Irrespective of how one assesses the popular response, the polls cannot be rejected as being of no consequence. One can understand the low-key electioneering. But it is difficult to justify the failure of the parties to raise critical national issues in their campaigning and election manifestos. It is plain that no leader has done his homework. No party has a well-thought-out programme to offer. The vague promises of spreading education, improving the living conditions, and resolving the Kashmir dispute mean nothing to a weary electorate, which has heard such empty pledges before and knows well that they are election gimmicks. This poor performance by the political forces notwithstanding, the decisive factor in the elections will not be who emerges the winner (Musharraf, of course) but the forces which will inevitably be released when the country goes to the polls. These simply cannot be anticipated. But the revival of the political process which has been in abeyance for the last three years will provide the opportunity to elements, which are not necessarily pro-status quo, to step into the power structure and trigger changes in the political set-up.

It is a positive development that the political parties are participating in this process, although they continue to hold out threats of a boycott even at this late hour. Seventy-one parties were found eligible — actually 129 were desirous of contesting the polls but 58 were disqualified. No major party has been kept out of the race, in spite of the stiff eligibility conditions prescribed by the government.

Obviously, all parties now recognize the importance of participation in the electoral process and many of them have learnt the hard way that the politics of boycott does not really pay. Besides, the large number of aspirants — 3,546 filed their nominations for 272 general seats (of which 3,248 were accepted) — indicates that still there are people who have not rejected the concept that politics brings some returns. Thus we have an average of 11 candidates per general seat. In 1997, the average was eight.

There are quite a few significant characteristics of the emerging election scene that could potentially have far-reaching implications for the future politics of the country. First, there is the induction of about five million new voters as a result of the lowering of the voting age to 18 years. How the youth among the 72 million voters in Pakistan will vote — that is if they vote at all — is not easy to predict. But they can swing the outcome of the polling one way or the other if they choose to. In this a lot of money is said to be changing hands. If that is true then the richest party with plenty of resources at its disposal has a better chance of winning.

The politics of alliances is another factor that will determine the outcome of elections. The key political parties have again failed to enter into seat adjustment arrangements. As a result, a multitude of parties are in the race and will undercut each other’s votes. How these parties have mushroomed, quite a few of them being splinter groups of mainstream political parties, is a wonder of Pakistani politics.

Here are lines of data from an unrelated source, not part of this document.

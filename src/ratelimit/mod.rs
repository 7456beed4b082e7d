//! Fixed-window rate limiting: counter store, request key derivation,
//! and the HTTP middleware that rejects over-limit requests.

pub mod keys;
pub mod middleware;
pub mod store;

pub use keys::{CustomKeyBuilder, DefaultKeyBuilder, KeyBuilder, client_ip};
pub use middleware::{RateLimitState, rate_limit_layer};
pub use store::{MemoryStore, RateStore, StoreError};
use tracing_error::ErrorLayer;
use tracing_subscriber::{
    EnvFilter, fmt,
    layer::{Layer, SubscriberExt},
    util::SubscriberInitExt,
};

use crate::config::{LogFormat, LoggingSettings};

use super::error::InfraError;

/// Install the global tracing subscriber from the logging settings.
pub fn init(logging: &LoggingSettings) -> Result<(), InfraError> {
    let env_filter = EnvFilter::builder()
        .with_default_directive(logging.level.into())
        .from_env_lossy();

    let fmt_layer = match logging.format {
        LogFormat::Json => fmt::layer()
            .json()
            .with_current_span(true)
            .with_target(true)
            .boxed(),
        LogFormat::Compact => fmt::layer().compact().with_target(true).boxed(),
    };

    tracing_subscriber::registry()
        .with(env_filter)
        .with(ErrorLayer::default())
        .with(fmt_layer)
        .try_init()
        .map_err(|err| {
            InfraError::telemetry(format!("failed to install tracing subscriber: {err}"))
        })
}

Their most spectacular achievement has been their success in fulfilling the tough requirements laid down by the Election Commission. The PML-Zia was created within three days when its mentor, Ijazul Haq, who was a member of the PML-Q, decided to strike out on a separate path. It is a different matter that the Election Commission did not deem it fit to recognize it as a political party.

This has led to the fragmentation of politics on an unprecedented scale. Of the 272 general seats in the National Assembly, only three will witness a one-to-one contest, while 12 constituencies have three candidates in the field each. All the others have a larger number of contestants, a Tribal Agency even having 26 candidates vying for victory. Karachi’s NA-251, another coveted seat, boasts an array of 22 candidates. Ten candidates in a constituency is quite common. Small wonder then that a hung parliament is being predicted.

The only effective alliance which has emerged is the Muttahida Majlis-i-Amal comprising six religious parties which have joined hands together on a purely religious platform. This is the first time they have done so. The PNA in 1977 and the IJI in 1988 which had some of them had also included secular parties from the right. Although one knows that the MMA is a marriage of convenience — Jamaat-i-Islami, the two factions of the JUI (Fazlur Rahman and Sami-ul-Haq), JUP, Tehreek-i-Jafria and Jamiat Ahl-i-Hadith are not quite famous for their unanimity of views on any theological issue of significance.

But to give the devil its due, they should be given credit for recognizing the value of an electoral alliance in the present context if they are to make a better showing. As such, all the 122 candidates which they have put up for the National Assembly will not be undercutting each other. The same cannot be said of the 225 PPP candidates, the 155 PML-N and the 191 PML-Q contestants. All this makes the prospects of the various parties rather uncertain.

Another significant feature of this election is the presence of women in such visible numbers. Apart from the 359 women who are in the run for the 60 reserved seats for them, nearly 60 others are contesting on the general seats (in 1997 there were 35). True, many of them are representing their fathers, husbands and even grandfather in one case, because the male members could not cross the qualification barrier on account of defaults on loans or not being graduates. A lot would depend on how many of them get into the assembly. Once there, not all of them might be inclined to be as subservient to their male benefactors in politics as they are at home. Power creates its own logic and compulsions.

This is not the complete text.